TASK DATA -
_ _ _ _ _ _ _
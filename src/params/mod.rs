//! Effective parameter resolution.
//!
//! Deterministic deep-merge of `default → base → active experiments → qos →
//! emergency` parameter objects into one effective tree, with a stable
//! 64-bit hash of the canonical bytes and per-path provenance for the Full
//! explain level.

mod merge;

pub use merge::{LayerTag, SourceEntry};

use chrono::{DateTime, Utc};
use rustc_hash::FxHashMap;
use serde_json::Value;
use tracing::instrument;

use crate::canonical::to_canonical_string;
use crate::hashing::fnv1a_64;
use crate::overlay::emergency_expired;
use crate::patchdoc::{QosTier, fields};

/// Inputs for one params resolution.
#[derive(Clone, Copy, Debug)]
pub struct ParamsInputs<'a> {
    /// The flow blueprint's default params (always an object).
    pub default_params: &'a Value,
    /// The raw `flows.<name>` sub-element, if the patch has one.
    pub flow_patch: Option<&'a Value>,
    pub variants: &'a FxHashMap<String, String>,
    pub qos_tier: QosTier,
    pub config_timestamp_utc: Option<DateTime<Utc>>,
    pub now: DateTime<Utc>,
}

/// The resolved parameter document for one `(request, flow)`.
#[derive(Clone, Debug, PartialEq)]
pub struct ResolvedParams {
    pub effective: Value,
    /// Canonical bytes the hash is defined over.
    pub canonical_json: String,
    pub hash: u64,
    /// Winning overlay per leaf path, sorted by path.
    pub sources: Vec<SourceEntry>,
    /// True when an emergency params overlay was present but TTL-expired.
    pub emergency_dropped: bool,
}

/// Pure params resolver.
#[derive(Clone, Copy, Debug, Default)]
pub struct ParamsResolver;

impl ParamsResolver {
    pub fn new() -> Self {
        ParamsResolver
    }

    /// Merge all overlay layers and hash the canonical output.
    #[instrument(level = "debug", skip_all, fields(tier = %inputs.qos_tier))]
    #[must_use]
    pub fn resolve(&self, inputs: ParamsInputs<'_>) -> ResolvedParams {
        let mut layers: Vec<(LayerTag, &Value)> =
            vec![(LayerTag::default_layer(), inputs.default_params)];
        let mut emergency_dropped = false;

        if let Some(flow_patch) = inputs.flow_patch.and_then(Value::as_object) {
            if let Some(base_params) = flow_patch.get(fields::PARAMS) {
                layers.push((LayerTag::base(), base_params));
            }

            if let Some(experiments) =
                flow_patch.get(fields::EXPERIMENTS).and_then(Value::as_array)
            {
                for experiment in experiments {
                    let Some(object) = experiment.as_object() else {
                        continue;
                    };
                    let (Some(layer), Some(variant)) = (
                        object.get(fields::LAYER).and_then(Value::as_str),
                        object.get(fields::VARIANT).and_then(Value::as_str),
                    ) else {
                        continue;
                    };
                    if inputs.variants.get(layer).map(String::as_str) != Some(variant) {
                        continue;
                    }
                    if let Some(params) = object
                        .get(fields::PATCH)
                        .and_then(|patch| patch.get(fields::PARAMS))
                    {
                        layers.push((LayerTag::experiment(layer, variant), params));
                    }
                }
            }

            if let Some(params) = flow_patch
                .get(fields::QOS)
                .and_then(|qos| qos.get(fields::TIERS))
                .and_then(|tiers| tiers.get(inputs.qos_tier.as_str()))
                .and_then(|tier| tier.get(fields::PATCH))
                .and_then(|patch| patch.get(fields::PARAMS))
            {
                layers.push((LayerTag::qos(inputs.qos_tier), params));
            }

            if let Some(emergency) = flow_patch.get(fields::EMERGENCY).and_then(Value::as_object)
            {
                if emergency_expired(emergency, inputs.config_timestamp_utc, inputs.now) {
                    emergency_dropped = true;
                } else if let Some(params) = emergency
                    .get(fields::PATCH)
                    .and_then(|patch| patch.get(fields::PARAMS))
                {
                    layers.push((LayerTag::emergency(), params));
                }
            }
        }

        let (effective, sources) = merge::merge_layers(&layers);
        let canonical_json = to_canonical_string(&effective);
        let hash = fnv1a_64(canonical_json.as_bytes());
        ResolvedParams {
            effective,
            canonical_json,
            hash,
            sources,
            emergency_dropped,
        }
    }
}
_ _ _ _ _ _ _
TRY IT -
The answer must be an exact copy of the lines from the one containing "let hash = fnv1a_64(canonical_json.as_bytes());" through the last line of the records, both included.

ANSWER TO THIS PROBLEM -
        let hash = fnv1a_64(canonical_json.as_bytes());
        ResolvedParams {
            effective,
            canonical_json,
            hash,
            sources,
            emergency_dropped,
        }
    }
}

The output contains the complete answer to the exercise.